RAL Tier1 weekly operations castor 20/02/2012
From GridPP Wiki
- Nameserver upgraded to 2.1.11-8
- CMS upgraded to 2.1.11-8
- SRM problems following nameserver linked to a failure to update an alias pointing to old nameserver (castorvmgr.ads.rl.ac.uk).
- Upgraded VMGR caused heavy load. We were running it on both NS's, as before. Once one was turned off, the problem ceased.

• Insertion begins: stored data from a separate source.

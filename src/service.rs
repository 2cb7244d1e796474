// THEORY:
// The `service` module adapts the synchronous screening pipeline to an async
// server. Every stage of the pipeline is CPU-bound, so each request runs on tokio's
// blocking pool instead of an executor thread.
//
// Key architectural principles:
// 1.  **One Shared Model**: All requests go through the same `ScreeningPipeline` and
//     therefore the same model instance. Grading is reentrant; explaining serializes
//     itself on the model's attribution lock, so no extra coordination is needed here.
// 2.  **Bounded Parallelism**: A semaphore caps the number of analyses in flight
//     (by default one per CPU core) so a burst of uploads queues instead of
//     oversubscribing the blocking pool.
// 3.  **No Hidden Policy**: Timeouts and cancellation belong to the caller. A request
//     that fails reports the pipeline's own error untouched.

use crate::core_modules::model::RegressionModel;
use crate::core_modules::normalizer::RawImage;
use crate::error::{Error, Result};
use crate::pipeline::{Analysis, ScreeningPipeline, ScreeningReport};
use std::sync::Arc;
use tokio::sync::Semaphore;
use tracing::debug;

/// Async front end for a shared `ScreeningPipeline`.
pub struct ScreeningService<M> {
    pipeline: Arc<ScreeningPipeline<M>>,
    permits: Arc<Semaphore>,
}

impl<M> Clone for ScreeningService<M> {
    fn clone(&self) -> Self {
        Self {
            pipeline: Arc::clone(&self.pipeline),
            permits: Arc::clone(&self.permits),
        }
    }
}

impl<M: RegressionModel + 'static> ScreeningService<M> {
    /// Creates a service allowing one analysis per CPU core at a time.
    pub fn new(pipeline: ScreeningPipeline<M>) -> Self {
        Self::with_concurrency(pipeline, num_cpus::get())
    }

    pub fn with_concurrency(pipeline: ScreeningPipeline<M>, max_in_flight: usize) -> Self {
        Self {
            pipeline: Arc::new(pipeline),
            permits: Arc::new(Semaphore::new(max_in_flight.max(1))),
        }
    }

    pub fn pipeline(&self) -> &ScreeningPipeline<M> {
        &self.pipeline
    }

    /// Grades and explains one photograph.
    pub async fn analyze(&self, image: RawImage) -> Result<Analysis> {
        self.run(move |pipeline| pipeline.analyze(&image)).await
    }

    /// Grades one photograph without explaining it.
    pub async fn screen(&self, image: RawImage) -> Result<ScreeningReport> {
        self.run(move |pipeline| pipeline.screen(&image)).await
    }

    async fn run<T, F>(&self, job: F) -> Result<T>
    where
        T: Send + 'static,
        F: FnOnce(&ScreeningPipeline<M>) -> Result<T> + Send + 'static,
    {
        let _permit = self
            .permits
            .acquire()
            .await
            .map_err(|err| Error::Task(err.to_string()))?;
        debug!(available = self.permits.available_permits(), "analysis permit acquired");

        let pipeline = Arc::clone(&self.pipeline);
        tokio::task::spawn_blocking(move || job(&pipeline))
            .await
            .map_err(|err| Error::Task(err.to_string()))?
    }
}
// THEORY:
// The `severity` module turns the model's continuous regression score into a
// discrete clinical stage of diabetic retinopathy.
//
// Key architectural principles:
// 1.  **Right-Open Binning**: The score is compared against four fixed boundaries.
//     The stage is the number of boundaries the score has reached, so a score sitting
//     exactly on a boundary belongs to the more severe stage. Scores outside the
//     nominal [0, 4] range are tolerated and simply land in the first or last stage.
// 2.  **Auditable Table**: Stage metadata lives in one immutable, ordered table
//     indexed by stage. There is no branching on stages anywhere else.
// 3.  **Narrow-Band Confidence**: Confidence grows with the score's proximity to the
//     center of its stage and is clamped to [72.0, 99.4]. It is a presentation
//     heuristic, not a calibrated probability, and the constants are kept exactly
//     as published so results stay comparable between deployments.

use crate::error::SeverityError;
use serde::Serialize;
use tracing::debug;

/// Stage boundaries on the regression scale.
pub const STAGE_BOUNDARIES: [f64; 4] = [0.5, 1.5, 2.5, 3.5];
pub const MIN_CONFIDENCE: f64 = 72.0;
pub const MAX_CONFIDENCE: f64 = 99.4;
pub const CONFIDENCE_SCALE: f64 = 25.0;
pub const CONFIDENCE_OFFSET: f64 = 74.5;

/// Static clinical metadata for one severity stage.
#[derive(Debug, Clone, Copy, PartialEq, Eq)]
pub struct Stage {
    pub label: &'static str,
    pub description: &'static str,
    pub regions: &'static [&'static str],
}

/// The five clinical stages, from healthy to most severe.
pub const STAGES: [Stage; 5] = [
    Stage {
        label: "No Diabetic Retinopathy",
        description: "Normal retina. No clinical signs of disease detected.",
        regions: &[],
    },
    Stage {
        label: "Mild Non-Proliferative DR",
        description: "Early stage. Small microaneurysms (red dots) are present.",
        regions: &["Retinal Vessels"],
    },
    Stage {
        label: "Moderate Non-Proliferative DR",
        description: "Intermediate stage. Multiple microaneurysms and hemorrhages.",
        regions: &["Macula", "Retinal Vessels"],
    },
    Stage {
        label: "Severe Non-Proliferative DR",
        description: "Advanced stage. Extensive hemorrhages and venous beading.",
        regions: &["Optic Disc", "Macula", "Vessels"],
    },
    Stage {
        label: "Proliferative Diabetic Retinopathy",
        description: "Critical stage. New abnormal blood vessel growth detected.",
        regions: &["Optic Nerve Head", "Macula", "Vessels", "Vitreous"],
    },
];

/// The graded outcome for one regression score.
#[derive(Debug, Clone, PartialEq, Serialize)]
pub struct SeverityRecord {
    /// Stage index in `0..=4`.
    pub stage: usize,
    pub label: &'static str,
    /// Percentage in `[72.0, 99.4]`, rounded to one decimal place.
    pub confidence: f64,
    pub regions: Vec<&'static str>,
    pub description: &'static str,
}

/// Maps a regression score to its stage index.
pub fn stage_index(score: f64) -> usize {
    let reached = STAGE_BOUNDARIES
        .iter()
        .filter(|&&boundary| score >= boundary)
        .count();
    reached.min(STAGES.len() - 1)
}

/// Confidence heuristic: `clamp((1 - |score - stage|) * 25 + 74.5, 72.0, 99.4)`, unrounded.
pub fn confidence(score: f64, stage: usize) -> f64 {
    let proximity = 1.0 - (score - stage as f64).abs();
    (proximity * CONFIDENCE_SCALE + CONFIDENCE_OFFSET).clamp(MIN_CONFIDENCE, MAX_CONFIDENCE)
}

/// Rounds half to even (banker's rounding).
fn round_to(value: f64, decimals: i32) -> f64 {
    let factor = 10f64.powi(decimals);
    (value * factor).round_ties_even() / factor
}

/// Grades a regression score into a clinical severity record.
pub fn classify(score: f64) -> Result<SeverityRecord, SeverityError> {
    if !score.is_finite() {
        return Err(SeverityError::InvalidScore { score });
    }

    let stage = stage_index(score);
    let entry = &STAGES[stage];
    let confidence = round_to(confidence(score, stage), 1);
    debug!(score, stage, confidence, "graded regression score");

    Ok(SeverityRecord {
        stage,
        label: entry.label,
        confidence,
        regions: entry.regions.to_vec(),
        description: entry.description,
    })
}

/// Rounds a raw regression score for reporting.
pub fn rounded_score(score: f64) -> f64 {
    round_to(score, 2)
}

- Ongoing crashing of SRMs, especially ATLAS. A better restarter has been put into place. Possible causes are:
- SL4 rpms (OS is SL5). We are configuring and testing the preprod SRM setup with upgraded rpms
- grid-mapfile distribution. A workaround is already in place
- some other memory problems
Planned, Scheduled and Cancelled Interventions
Entries in/planned to go to GOCDB
|Description||Start||End||Type||Affected VO(s)||Lead by|
|CASTOR 2.11-8 ATLAS Stager upgrade, inc. move to new hardware+SL5+Quattor||22/02/2012 08:00||22/02/2012 16:00||Downtime||ATLAS||Matthew|
|CASTOR 2.11-8 LHCb Stager upgrade, inc. move to new hardware+SL5+Quattor||27/02/2012 08:00||27/02/2012 16:00||Downtime||LHCb||Matthew|
|CASTOR 2.11-8 Gen Stager upgrade, inc. move to new hardware+SL5+Quattor||29/02/2012 08:00||29/02/2012 16:00||Downtime||Gen||Matthew|
- Move Tier1 instances to new Database infrastructure which with a Dataguard backup instance in R26
- Switch from LSF to Transfer Manager after 2.1.11 upgrade. Will need to better stress-test TM on preprod
- Start using Tape Gateway once CERN have been using it in production for approx. 2 months.
- Castor on Call person: Shaun
- Staff absence/out of the office:
- Shaun (Tues)